On Monday night, Jamie and I went to a screening of Close Encounters of the Third Kind, a seminal movie for sci-fi nerds, film score dorks, Dreyfus goons and Devil's Tower and mashed potato enthusiasts.

srsly, geology?
The screening was part of a "Film Score Focus" series, hosted by the guy who runs a radio show here on our local classical station, KMFA.  The program is dedicated to understanding film music. As my film score knowledge extends only to about six composers (one of whom may or may not be Prince), and I'm usually pre-occupied on Sundays, I rarely hear the show, but its a good time when I do tune in.

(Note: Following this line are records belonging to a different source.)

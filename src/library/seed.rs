//! Demo dataset insertion. Every row is keyed by its natural identity
//! (external id, name, or instant) and only inserted when absent, so seeding
//! an already-seeded database is a no-op.

use tracing::info;

use super::models::*;
use super::{LibraryStore, StoreError};

struct SeedAccount {
    external_user_id: &'static str,
    display_name: &'static str,
    owner_display_name: &'static str,
    account_type: &'static str,
    access_token: &'static str,
    refresh_token: &'static str,
    scope: &'static str,
}

const SEED_USERS: &[&str] = &["John Doe", "Jane Smith"];

const SEED_ACCOUNTS: &[SeedAccount] = &[
    SeedAccount {
        external_user_id: "spotify_user_001",
        display_name: "John Personal",
        owner_display_name: "John Doe",
        account_type: "Premium",
        access_token: "access_token_001",
        refresh_token: "refresh_token_001",
        scope: "user-read-playback-state user-modify-playback-state",
    },
    SeedAccount {
        external_user_id: "spotify_user_002",
        display_name: "John Work",
        owner_display_name: "John Doe",
        account_type: "Premium",
        access_token: "access_token_002",
        refresh_token: "refresh_token_002",
        scope: "user-read-playback-state user-modify-playback-state",
    },
    SeedAccount {
        external_user_id: "spotify_user_003",
        display_name: "Jane Personal",
        owner_display_name: "Jane Smith",
        account_type: "Free",
        access_token: "access_token_003",
        refresh_token: "refresh_token_003",
        scope: "user-read-playback-state",
    },
];

const SEED_TOKEN_EXPIRY: &str = "2024-12-31T23:59:59Z";

// (external id, name, artist, album, duration ms)
const SEED_TRACKS: &[(&str, &str, &str, &str, i64)] = &[
    ("track_001", "Bohemian Rhapsody", "Queen", "A Night at the Opera", 354_000),
    ("track_002", "Imagine", "John Lennon", "Imagine", 183_000),
    ("track_003", "Billie Jean", "Michael Jackson", "Thriller", 294_000),
    ("track_004", "Hotel California", "Eagles", "Hotel California", 391_000),
    ("track_005", "Stairway to Heaven", "Led Zeppelin", "Led Zeppelin IV", 482_000),
];

// (external id, owning account external id, name, description, public)
const SEED_PLAYLISTS: &[(&str, &str, &str, &str, bool)] = &[
    ("playlist_001", "spotify_user_001", "My Favorites", "Personal favorite tracks", true),
    ("playlist_002", "spotify_user_001", "Workout Mix", "High energy workout music", false),
    ("playlist_003", "spotify_user_002", "Focus Music", "Concentration and productivity", true),
    ("playlist_004", "spotify_user_003", "Chill Vibes", "Relaxing evening playlist", true),
];

// (playlist external id, track external id, added at, position)
const SEED_PLAYLIST_ENTRIES: &[(&str, &str, &str, i64)] = &[
    ("playlist_001", "track_001", "2024-01-15T10:30:00Z", 1),
    ("playlist_001", "track_002", "2024-01-15T10:31:00Z", 2),
    ("playlist_001", "track_003", "2024-01-15T10:32:00Z", 3),
    ("playlist_002", "track_003", "2024-01-16T09:00:00Z", 1),
    ("playlist_002", "track_004", "2024-01-16T09:01:00Z", 2),
    ("playlist_003", "track_005", "2024-01-17T14:00:00Z", 1),
];

// (account external id, track external id, listened at, duration played ms)
const SEED_LISTENING_EVENTS: &[(&str, &str, &str, i64)] = &[
    ("spotify_user_001", "track_001", "2024-01-20T15:30:00Z", 354_000),
    ("spotify_user_001", "track_002", "2024-01-20T16:00:00Z", 183_000),
    ("spotify_user_001", "track_003", "2024-01-20T16:15:00Z", 294_000),
    ("spotify_user_002", "track_005", "2024-01-20T10:00:00Z", 482_000),
];

// (external id, account external id, name, type, active, volume)
const SEED_DEVICES: &[(&str, &str, &str, &str, bool, i64)] = &[
    ("device_001", "spotify_user_001", "Johns iPhone", "Smartphone", true, 75),
    ("device_002", "spotify_user_001", "Living Room Speaker", "Speaker", false, 50),
    ("device_003", "spotify_user_002", "MacBook Pro", "Computer", true, 60),
];

/// Inserts the demo library if (and only where) it is not already present.
/// Returns the number of rows actually inserted.
pub fn seed_demo_library(store: &dyn LibraryStore) -> Result<usize, StoreError> {
    let mut inserted = 0;

    let existing_users = store.list_users()?;
    let mut user_id_by_name = |display_name: &str| -> Result<i64, StoreError> {
        if let Some(user) = existing_users.iter().find(|u| u.display_name == display_name) {
            return Ok(user.id);
        }
        let user = store.create_user(NewUser {
            display_name: display_name.to_string(),
        })?;
        inserted += 1;
        Ok(user.id)
    };
    let mut user_ids = Vec::with_capacity(SEED_USERS.len());
    for display_name in SEED_USERS {
        user_ids.push((*display_name, user_id_by_name(display_name)?));
    }

    let existing_accounts = store.list_accounts(None)?;
    let mut account_ids = Vec::with_capacity(SEED_ACCOUNTS.len());
    for seed in SEED_ACCOUNTS {
        let id = match existing_accounts
            .iter()
            .find(|a| a.account.external_user_id == seed.external_user_id)
        {
            Some(existing) => existing.account.id,
            None => {
                let owner_id = user_ids
                    .iter()
                    .find(|(name, _)| *name == seed.owner_display_name)
                    .map(|(_, id)| *id)
                    .ok_or_else(|| {
                        StoreError::validation(format!(
                            "seed account {} references unknown user {}",
                            seed.external_user_id, seed.owner_display_name
                        ))
                    })?;
                let account = store.create_account(NewAccount {
                    external_user_id: seed.external_user_id.to_string(),
                    display_name: Some(seed.display_name.to_string()),
                    user_id: owner_id,
                    account_type: Some(seed.account_type.to_string()),
                    access_token: seed.access_token.to_string(),
                    refresh_token: seed.refresh_token.to_string(),
                    token_expires_at: SEED_TOKEN_EXPIRY.to_string(),
                    scope: Some(seed.scope.to_string()),
                })?;
                inserted += 1;
                account.id
            }
        };
        account_ids.push((seed.external_user_id, id));
    }
    let account_id = |external: &str| -> i64 {
        account_ids
            .iter()
            .find(|(ext, _)| *ext == external)
            .map(|(_, id)| *id)
            .unwrap_or_default()
    };

    let existing_tracks = store.list_tracks()?;
    let mut track_ids = Vec::with_capacity(SEED_TRACKS.len());
    for (external, name, artist, album, duration_ms) in SEED_TRACKS {
        let id = match existing_tracks
            .iter()
            .find(|t| t.external_track_id == *external)
        {
            Some(existing) => existing.id,
            None => {
                let track = store.create_track(NewTrack {
                    external_track_id: external.to_string(),
                    name: name.to_string(),
                    artist: artist.to_string(),
                    album: album.to_string(),
                    duration_ms: *duration_ms,
                })?;
                inserted += 1;
                track.id
            }
        };
        track_ids.push((*external, id));
    }
    let track_id = |external: &str| -> i64 {
        track_ids
            .iter()
            .find(|(ext, _)| *ext == external)
            .map(|(_, id)| *id)
            .unwrap_or_default()
    };

    let existing_playlists = store.list_playlists(None)?;
    let mut playlist_ids = Vec::with_capacity(SEED_PLAYLISTS.len());
    for (external, account_external, name, description, is_public) in SEED_PLAYLISTS {
        let id = match existing_playlists
            .iter()
            .find(|p| p.playlist.external_playlist_id == *external)
        {
            Some(existing) => existing.playlist.id,
            None => {
                let playlist = store.create_playlist(NewPlaylist {
                    external_playlist_id: external.to_string(),
                    account_id: account_id(account_external),
                    name: name.to_string(),
                    description: Some(description.to_string()),
                    is_public: *is_public,
                })?;
                inserted += 1;
                playlist.id
            }
        };
        playlist_ids.push((*external, id));
    }
    let playlist_id = |external: &str| -> i64 {
        playlist_ids
            .iter()
            .find(|(ext, _)| *ext == external)
            .map(|(_, id)| *id)
            .unwrap_or_default()
    };

    for (playlist_external, track_external, added_at, position) in SEED_PLAYLIST_ENTRIES {
        let playlist_id = playlist_id(playlist_external);
        let track_id = track_id(track_external);
        let already_present = store
            .list_playlist_tracks(playlist_id)?
            .iter()
            .any(|row| row.entry.track_id == track_id && row.entry.position == Some(*position));
        if !already_present {
            store.add_playlist_track(
                playlist_id,
                NewPlaylistEntry {
                    track_id,
                    position: Some(*position),
                    added_at: Some(added_at.to_string()),
                },
            )?;
            inserted += 1;
        }
    }

    for (account_external, track_external, listened_at, duration_played_ms) in
        SEED_LISTENING_EVENTS
    {
        let account_id = account_id(account_external);
        let track_id = track_id(track_external);
        let listened_at = normalize_instant(listened_at)?;
        let already_present = store
            .listening_report(Some(account_id))?
            .iter()
            .any(|row| row.event.track_id == track_id && row.event.listened_at == listened_at);
        if !already_present {
            store.create_listening_event(NewListeningEvent {
                account_id,
                track_id,
                listened_at,
                duration_played_ms: *duration_played_ms,
            })?;
            inserted += 1;
        }
    }

    let existing_devices = store.list_devices(None)?;
    for (external, account_external, name, device_type, is_active, volume) in SEED_DEVICES {
        if existing_devices
            .iter()
            .any(|d| d.device.external_device_id == *external)
        {
            continue;
        }
        store.create_device(NewDevice {
            external_device_id: external.to_string(),
            account_id: account_id(account_external),
            name: name.to_string(),
            device_type: device_type.to_string(),
            is_active: *is_active,
            volume_percent: Some(*volume),
        })?;
        inserted += 1;
    }

    let existing_subscriptions = store.list_subscriptions()?;
    let seed_subscriptions: &[(&str, &str, &str, Option<f64>, Option<&str>)] = &[
        ("spotify_user_001", "Premium Individual", "Premium", Some(9.99), Some("2024-02-01")),
        ("spotify_user_002", "Premium Individual", "Premium", Some(9.99), Some("2024-02-05")),
        ("spotify_user_003", "Free", "Free", None, None),
    ];
    for (account_external, plan_name, product_type, amount, billing_date) in seed_subscriptions {
        let account_id = account_id(account_external);
        if existing_subscriptions
            .iter()
            .any(|s| s.subscription.account_id == account_id)
        {
            continue;
        }
        store.create_subscription(NewSubscription {
            account_id,
            plan_name: plan_name.to_string(),
            product_type: product_type.to_string(),
            currency: Some("USD".to_string()),
            next_billing_amount: *amount,
            billing_date: billing_date.map(str::to_string),
        })?;
        inserted += 1;
    }

    let seed_rules: &[(&str, &str, RuleType, &str)] = &[
        (
            "spotify_user_001",
            "Auto-add Recent Favorites",
            RuleType::AutoAdd,
            r#"{"condition":"recently_liked","days":7}"#,
        ),
        (
            "spotify_user_001",
            "Sync Work and Personal",
            RuleType::Sync,
            r#"{"sourcePlaylist":"playlist_001","targetPlaylist":"playlist_003"}"#,
        ),
    ];
    let existing_rules = store.list_rules(None)?;
    for (account_external, name, rule_type, criteria) in seed_rules {
        let account_id = account_id(account_external);
        if existing_rules
            .iter()
            .any(|r| r.rule.account_id == account_id && r.rule.name == *name)
        {
            continue;
        }
        let criteria: serde_json::Value = serde_json::from_str(criteria)
            .map_err(|e| StoreError::validation(format!("seed rule criteria: {}", e)))?;
        store.create_rule(NewAutomationRule {
            account_id,
            name: name.to_string(),
            rule_type: *rule_type,
            criteria,
            is_active: true,
        })?;
        inserted += 1;
    }

    info!("Seeded demo library ({} rows inserted)", inserted);
    Ok(inserted)
}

If you've never seen Close Encounters of the Third Kind, its Spielberg's wish-fulfillment movie about an unlikely way to get out of a dead-end marriage without involving Kate Capshaw. Wait, that is not what its about at all.*

Its about "Ohmigodlook. UFOs!"

The movie has a killer score and is just a lovely, optimistic film that makes you wonder: What happened between this and Hook, Steven?  I do think the movie might be a smidge dated at this point in structure, audio design, etc...  but that's okay.  The story itself is compelling enough and detailed enough that its still a good watch.

So, anyway. No real review. No real post.  Thanks to SimonUK for coming out for the show!

*Because the most fantastical idea is that Teri Garr circa 1977 would be someone I'd want to escape.

Happy Birthday, AmyD

So today is the birthday of Jason's lady-friend, AmyD. We actually have a present for her (let's hope she's of the "it's the thought that counts" school of gift receivership), and we hope Jason doesn't screw this up.

This, btw, is not Amy
I hope your B-Day is buckets of fun.  Make sure you exploit your birthday status at every opportunity.

Animated Superman Fan Film is Huge Retro Fun

You'll note I broke the borders of the blog to show this video.  I thought it was totally worth it.

CanadianSimon sent along the link to this video, and I highly recommend you give it a whirl.  It includes the cartoon, plus a quick behind the scenes. 

I don't know director Robb Pratt from the online Superman world, but it seems that he completely "gets" the Golden Age of Superman and what made the character fun, and he's obviously a fan.  If you have a couple of minutes, give the video a whirl (and then hope WB notices the cartoon, because it would be great to see WB consider this style for a show).

Also, bonus points to Pratt for landing John Newton from the Superboy TV show. His voice totally works (which shouldn't be a surprise)b.

If you've never seen "The Mechanical Monsters", the inspiration for this cartoon, I recommend you check it out.